As acusações a Harvey Weinstein resultaram de uma acção judicial interposta pelo gabinete do Procurador-Geral da cidade. Nela se alegava que Harvey Weinstein e o seu irmão, Bob, bem como a Weinstein Company, enquanto empresa, cometeram “violações flagrantes dos direitos civis, direitos humanos e leis empresariais de Nova Iorque”.

Em 2018, a Weinstein Company, que entrara em processo de falência após a revelação do escândalo, foi vendida a uma empresa gestora de capital de risco, a Lantern Capital, de Dallas. O valor definido no acordo agora alcançado e que aguarda ainda aprovação – a decisão do juiz responsável será conhecida após uma audição marcada para 4 de Junho – será pago por seguradoras.
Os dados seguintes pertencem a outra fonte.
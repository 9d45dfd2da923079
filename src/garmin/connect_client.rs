use super::{Activity, ActivityId, ActivitySource};
use crate::common::{http, metrics};
use crate::errors::{AuthError, DownloadError, FetchError};
use anyhow::Result;
use async_trait::async_trait;
use chrono::{Days, NaiveDate};
use reqwest::StatusCode;
use reqwest::header::CONTENT_TYPE;
use reqwest_middleware::ClientWithMiddleware;
use serde::{Deserialize, Serialize};
use std::sync::atomic::{AtomicBool, Ordering};
use std::time::Duration;
use tracing::{debug, info};

const SSO_ENDPOINT: &str = "https://sso.garmin.com/sso";
const CONNECT_ENDPOINT: &str = "https://connect.garmin.com";
const PLATFORM: &str = "Garmin Connect";
const SEARCH_LIMIT: u32 = 100;

#[derive(Debug, Clone)]
pub struct GarminEndpoints {
    pub sso_url: String,
    pub connect_url: String,
}

impl Default for GarminEndpoints {
    fn default() -> Self {
        Self {
            sso_url: SSO_ENDPOINT.to_string(),
            connect_url: CONNECT_ENDPOINT.to_string(),
        }
    }
}

impl GarminEndpoints {
    /// Point both the SSO and the Connect side at one base URL.
    pub fn single_host(base_url: &str) -> Self {
        let base_url = base_url.trim_end_matches('/');
        Self {
            sso_url: format!("{base_url}/sso"),
            connect_url: base_url.to_string(),
        }
    }

    fn signin_url(&self) -> String {
        format!("{}/signin", self.sso_url)
    }

    fn activity_search_url(&self) -> String {
        format!(
            "{}/modern/proxy/activitylist-service/activities/search/activities",
            self.connect_url
        )
    }

    fn download_url(&self, activity_id: &ActivityId) -> String {
        format!(
            "{}/download-service/files/activity/{activity_id}",
            self.connect_url
        )
    }
}

#[derive(Serialize)]
#[serde(rename_all = "camelCase")]
struct ActivitySearchRequest {
    start_date: String,
    end_date: String,
    limit: u32,
}

#[derive(Deserialize)]
struct ActivitySearchResponse {
    #[serde(rename = "activityList", default)]
    activities: Vec<Activity>,
}

/// Direct HTTP client for Garmin Connect. Owns its cookie store, so the SSO session
/// established by `login` stays with this instance.
pub struct GarminConnectClient {
    client: ClientWithMiddleware,
    endpoints: GarminEndpoints,
    username: String,
    password: String,
    logged_in: AtomicBool,
}

impl GarminConnectClient {
    pub fn new(username: &str, password: &str, timeout: Duration) -> Result<Self> {
        Self::with_endpoints(username, password, timeout, GarminEndpoints::default())
    }

    pub fn with_endpoints(
        username: &str,
        password: &str,
        timeout: Duration,
        endpoints: GarminEndpoints,
    ) -> Result<Self> {
        Ok(Self {
            client: http::session_client(timeout)?,
            endpoints,
            username: username.to_string(),
            password: password.to_string(),
            logged_in: AtomicBool::new(false),
        })
    }

    fn unreachable(e: impl std::fmt::Display) -> AuthError {
        metrics::increment_garmin_api_failure();
        AuthError::Unreachable {
            platform: PLATFORM,
            detail: e.to_string(),
        }
    }
}

#[async_trait]
impl ActivitySource for GarminConnectClient {
    async fn login(&self) -> Result<(), AuthError> {
        let signin_url = self.endpoints.signin_url();

        // Fetching the form first seeds the CSRF cookies.
        self.client
            .get(&signin_url)
            .send()
            .await
            .map_err(Self::unreachable)?;

        let form = [
            ("username", self.username.as_str()),
            ("password", self.password.as_str()),
            ("embed", "false"),
        ];
        let response = self
            .client
            .post(&signin_url)
            .form(&form)
            .send()
            .await
            .map_err(Self::unreachable)?;

        let status = response.status();
        if status != StatusCode::OK && status != StatusCode::FOUND {
            metrics::increment_garmin_api_failure();
            let body = response.text().await.unwrap_or_default();
            return Err(AuthError::Rejected {
                platform: PLATFORM,
                status: status.as_u16(),
                body,
            });
        }

        // Completes the ticket redirect chain into connect.garmin.com.
        self.client
            .get(&self.endpoints.connect_url)
            .send()
            .await
            .map_err(Self::unreachable)?;

        metrics::increment_garmin_api_success();
        self.logged_in.store(true, Ordering::SeqCst);
        info!("Logged in to Garmin Connect as {}", self.username);
        Ok(())
    }

    async fn list_activities(&self, date: NaiveDate) -> Result<Vec<Activity>, FetchError> {
        let end_date = date.checked_add_days(Days::new(1)).unwrap_or(date);
        let request = ActivitySearchRequest {
            start_date: date.format("%Y-%m-%d").to_string(),
            end_date: end_date.format("%Y-%m-%d").to_string(),
            limit: SEARCH_LIMIT,
        };
        let body =
            serde_json::to_vec(&request).map_err(|e| FetchError::Decode(e.to_string()))?;

        let response = self
            .client
            .post(self.endpoints.activity_search_url())
            .header(CONTENT_TYPE, "application/json")
            .header("NK", "NT")
            .body(body)
            .send()
            .await
            .map_err(|e| {
                metrics::increment_garmin_api_failure();
                FetchError::Network(e.to_string())
            })?;

        let status = response.status();
        let text = response.text().await.map_err(|e| {
            metrics::increment_garmin_api_failure();
            FetchError::Network(e.to_string())
        })?;

        if !status.is_success() {
            metrics::increment_garmin_api_failure();
            return Err(FetchError::Status {
                status: status.as_u16(),
                body: text,
            });
        }

        let parsed: ActivitySearchResponse = serde_json::from_str(&text).map_err(|e| {
            metrics::increment_garmin_api_failure();
            debug!("Raw activity list response: {}", text);
            FetchError::Decode(e.to_string())
        })?;
        metrics::increment_garmin_api_success();

        // The remote range is inclusive of end_date, so trim to the requested day.
        let total = parsed.activities.len();
        let activities: Vec<Activity> = parsed
            .activities
            .into_iter()
            .filter(|activity| activity.start_date() == date)
            .collect();
        if activities.len() != total {
            debug!(
                "Dropped {} activities outside {}",
                total - activities.len(),
                date
            );
        }

        Ok(activities)
    }

    async fn download_activity(&self, id: &ActivityId) -> Result<Vec<u8>, DownloadError> {
        let response = self
            .client
            .get(self.endpoints.download_url(id))
            .send()
            .await
            .map_err(|e| {
                metrics::increment_garmin_api_failure();
                DownloadError::Network(e.to_string())
            })?;

        let status = response.status();
        if status != StatusCode::OK {
            metrics::increment_garmin_api_failure();
            return Err(DownloadError::Status(status.as_u16()));
        }

        let body = response.bytes().await.map_err(|e| {
            metrics::increment_garmin_api_failure();
            DownloadError::Network(e.to_string())
        })?;

        metrics::increment_garmin_api_success();
        Ok(body.to_vec())
    }

    async fn logout(&self) -> Result<()> {
        // Session cookies die with the client; there is no server-side session to revoke.
        if self.logged_in.swap(false, Ordering::SeqCst) {
            info!("Logged out of Garmin Connect");
        } else {
            debug!("Garmin logout requested without an active session");
        }
        Ok(())
    }
}
use crate::errors::ExtractionError;
use std::io::{Cursor, Read};
use zip::ZipArchive;

/// Suffix of the payload entry the destination accepts.
pub const FIT_EXTENSION: &str = ".fit";

#[derive(Debug, Clone, PartialEq, Eq)]
pub struct ExtractedPayload {
    pub entry_name: String,
    pub bytes: Vec<u8>,
}

/// Pull the first entry whose name ends with `extension` (case-sensitive) out of a zip
/// archive, in archive order. Directory entries are skipped; nothing else about the
/// entry name is assumed.
pub fn extract_payload(archive: &[u8], extension: &str) -> Result<ExtractedPayload, ExtractionError> {
    let mut zip = ZipArchive::new(Cursor::new(archive))
        .map_err(|e| ExtractionError::InvalidArchive(e.to_string()))?;

    for index in 0..zip.len() {
        let mut entry = zip.by_index(index).map_err(|e| ExtractionError::Read {
            entry: format!("#{index}"),
            detail: e.to_string(),
        })?;

        if entry.is_dir() || !entry.name().ends_with(extension) {
            continue;
        }

        let entry_name = entry.name().to_string();
        let mut bytes = Vec::new();
        entry
            .read_to_end(&mut bytes)
            .map_err(|e| ExtractionError::Read {
                entry: entry_name.clone(),
                detail: e.to_string(),
            })?;

        if bytes.is_empty() {
            return Err(ExtractionError::EmptyPayload { entry: entry_name });
        }

        return Ok(ExtractedPayload { entry_name, bytes });
    }

    Err(ExtractionError::NoPayload)
}
//! GitHub REST implementation of the hosting collaborator.
//!
//! Uses the contents endpoint for file reads/writes and the git-refs
//! endpoint for branches and tags. The API base is configurable so
//! tests can point at a local stub.

use async_trait::async_trait;
use base64::Engine;
use secrecy::ExposeSecret;
use serde::{Deserialize, Serialize};

use crate::config::HostingConfig;
use crate::error::{ConfigError, HostingError};
use crate::hosting::{CommitRef, FileState, FileWrite, HostingClient};

/// GitHub REST v3 client.
pub struct GithubClient {
    http: reqwest::Client,
    api_base: String,
}

impl GithubClient {
    pub fn new(config: &HostingConfig) -> Result<Self, ConfigError> {
        let mut headers = reqwest::header::HeaderMap::new();
        headers.insert(
            reqwest::header::USER_AGENT,
            reqwest::header::HeaderValue::from_static("mail2repo"),
        );
        headers.insert(
            reqwest::header::ACCEPT,
            reqwest::header::HeaderValue::from_static("application/vnd.github+json"),
        );
        headers.insert(
            "X-GitHub-Api-Version",
            reqwest::header::HeaderValue::from_static("2022-11-28"),
        );
        let auth = format!("Bearer {}", config.token.expose_secret().trim());
        let mut auth = reqwest::header::HeaderValue::from_str(&auth).map_err(|e| {
            ConfigError::InvalidValue {
                key: "GITHUB_TOKEN".into(),
                message: e.to_string(),
            }
        })?;
        auth.set_sensitive(true);
        headers.insert(reqwest::header::AUTHORIZATION, auth);

        let http = reqwest::Client::builder()
            .default_headers(headers)
            .build()
            .map_err(|e| ConfigError::InvalidValue {
                key: "GITHUB_API_BASE".into(),
                message: e.to_string(),
            })?;

        Ok(Self {
            http,
            api_base: config.api_base.trim_end_matches('/').to_string(),
        })
    }

    fn contents_url(&self, repo: &str, path: &str) -> String {
        format!("{}/repos/{}/contents/{}", self.api_base, repo, path)
    }
}

#[async_trait]
impl HostingClient for GithubClient {
    async fn get_file(
        &self,
        repo: &str,
        branch: &str,
        path: &str,
    ) -> Result<Option<FileState>, HostingError> {
        let lookup_err = |reason: String| HostingError::Lookup {
            repo: repo.to_string(),
            branch: branch.to_string(),
            path: path.to_string(),
            reason,
        };

        let response = self
            .http
            .get(self.contents_url(repo, path))
            .query(&[("ref", branch)])
            .send()
            .await
            .map_err(|e| lookup_err(e.to_string()))?;

        match response.status() {
            reqwest::StatusCode::NOT_FOUND => Ok(None),
            status if status.is_success() => {
                let contents: ContentsResponse =
                    response.json().await.map_err(|e| lookup_err(e.to_string()))?;
                Ok(Some(FileState {
                    content_hash: contents.sha,
                }))
            }
            status => {
                let body = response.text().await.unwrap_or_default();
                Err(lookup_err(format!("{status}: {}", excerpt(&body))))
            }
        }
    }

    async fn put_file(&self, write: FileWrite<'_>) -> Result<CommitRef, HostingError> {
        let write_err = |reason: String| HostingError::Write {
            repo: write.repo.to_string(),
            branch: write.branch.to_string(),
            path: write.path.to_string(),
            reason,
        };

        if let Some(author) = write.author {
            // Audit trail only; the commit is authored by the token.
            tracing::info!(author, path = write.path, "Author directive recorded");
        }

        let payload = PutPayload {
            message: write.message,
            content: base64::engine::general_purpose::STANDARD.encode(write.content),
            branch: write.branch,
            sha: write.prior_hash,
        };

        let response = self
            .http
            .put(self.contents_url(write.repo, write.path))
            .json(&payload)
            .send()
            .await
            .map_err(|e| write_err(e.to_string()))?;

        let status = response.status();
        if status.is_success() {
            let put: PutResponse = response.json().await.map_err(|e| write_err(e.to_string()))?;
            Ok(CommitRef {
                sha: put.commit.sha,
            })
        } else {
            let body = response.text().await.unwrap_or_default();
            let reason = if status == reqwest::StatusCode::CONFLICT
                || status == reqwest::StatusCode::UNPROCESSABLE_ENTITY
            {
                format!("{status} (stale content hash?): {}", excerpt(&body))
            } else {
                format!("{status}: {}", excerpt(&body))
            };
            Err(write_err(reason))
        }
    }

    async fn get_branch(
        &self,
        repo: &str,
        branch: &str,
    ) -> Result<Option<CommitRef>, HostingError> {
        let branch_err = |reason: String| HostingError::Branch {
            repo: repo.to_string(),
            branch: branch.to_string(),
            reason,
        };

        let url = format!("{}/repos/{}/branches/{}", self.api_base, repo, branch);
        let response = self
            .http
            .get(url)
            .send()
            .await
            .map_err(|e| branch_err(e.to_string()))?;

        match response.status() {
            reqwest::StatusCode::NOT_FOUND => Ok(None),
            status if status.is_success() => {
                let info: BranchResponse =
                    response.json().await.map_err(|e| branch_err(e.to_string()))?;
                Ok(Some(CommitRef {
                    sha: info.commit.sha,
                }))
            }
            status => {
                let body = response.text().await.unwrap_or_default();
                Err(branch_err(format!("{status}: {}", excerpt(&body))))
            }
        }
    }

    async fn create_branch(
        &self,
        repo: &str,
        branch: &str,
        from: &CommitRef,
    ) -> Result<(), HostingError> {
        self.create_ref(repo, &format!("refs/heads/{branch}"), &from.sha)
            .await
            .map_err(|reason| HostingError::Branch {
                repo: repo.to_string(),
                branch: branch.to_string(),
                reason,
            })
    }

    async fn create_tag(
        &self,
        repo: &str,
        tag: &str,
        commit: &CommitRef,
    ) -> Result<(), HostingError> {
        self.create_ref(repo, &format!("refs/tags/{tag}"), &commit.sha)
            .await
            .map_err(|reason| HostingError::Tag {
                repo: repo.to_string(),
                tag: tag.to_string(),
                reason,
            })
    }
}

impl GithubClient {
    /// POST a new git ref. Shared by branch and tag creation.
    async fn create_ref(&self, repo: &str, git_ref: &str, sha: &str) -> Result<(), String> {
        let url = format!("{}/repos/{}/git/refs", self.api_base, repo);
        let response = self
            .http
            .post(url)
            .json(&RefPayload { git_ref, sha })
            .send()
            .await
            .map_err(|e| e.to_string())?;

        let status = response.status();
        if status.is_success() {
            Ok(())
        } else {
            let body = response.text().await.unwrap_or_default();
            Err(format!("{status}: {}", excerpt(&body)))
        }
    }
}

// ── Wire types ──────────────────────────────────────────────────────

#[derive(Debug, Serialize)]
struct PutPayload<'a> {
    message: &'a str,
    content: String,
    branch: &'a str,
    #[serde(skip_serializing_if = "Option::is_none")]
    sha: Option<&'a str>,
}

#[derive(Debug, Serialize)]
struct RefPayload<'a> {
    #[serde(rename = "ref")]
    git_ref: &'a str,
    sha: &'a str,
}

#[derive(Debug, Deserialize)]
struct ContentsResponse {
    sha: String,
}

#[derive(Debug, Deserialize)]
struct PutResponse {
    commit: CommitInfo,
}

#[derive(Debug, Deserialize)]
struct CommitInfo {
    sha: String,
}

#[derive(Debug, Deserialize)]
struct BranchResponse {
    commit: CommitInfo,
}

/// Trim an API error body for log-sized error messages.
fn excerpt(body: &str) -> String {
    const MAX: usize = 200;
    let trimmed = body.trim();
    if trimmed.len() <= MAX {
        trimmed.to_string()
    } else {
        let mut cut = MAX;
        while !trimmed.is_char_boundary(cut) {
            cut -= 1;
        }
        format!("{}…", &trimmed[..cut])
    }
}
Mais tarde, a 9 de Setembro, terá início o julgamento do caso de violação de que Harvey Weinstein é acusado por duas das mais de 80 mulheres que denunciaram o seu alegado comportamento predatório e abusivo. O produtor, que aguarda o início do julgamento em liberdade – entregou-se às autoridades em Maio de 2018 e foi libertado após o pagamento de uma fiança de um milhão de dólares (cerca de 890 mil euros) –, reconheceu ter tido ao longo dos anos comportamentos incorrectos na sua relação com mulheres e anunciou mesmo que iria recorrer à ajuda de terapeutas. Nega, porém, todas as acusações de violação.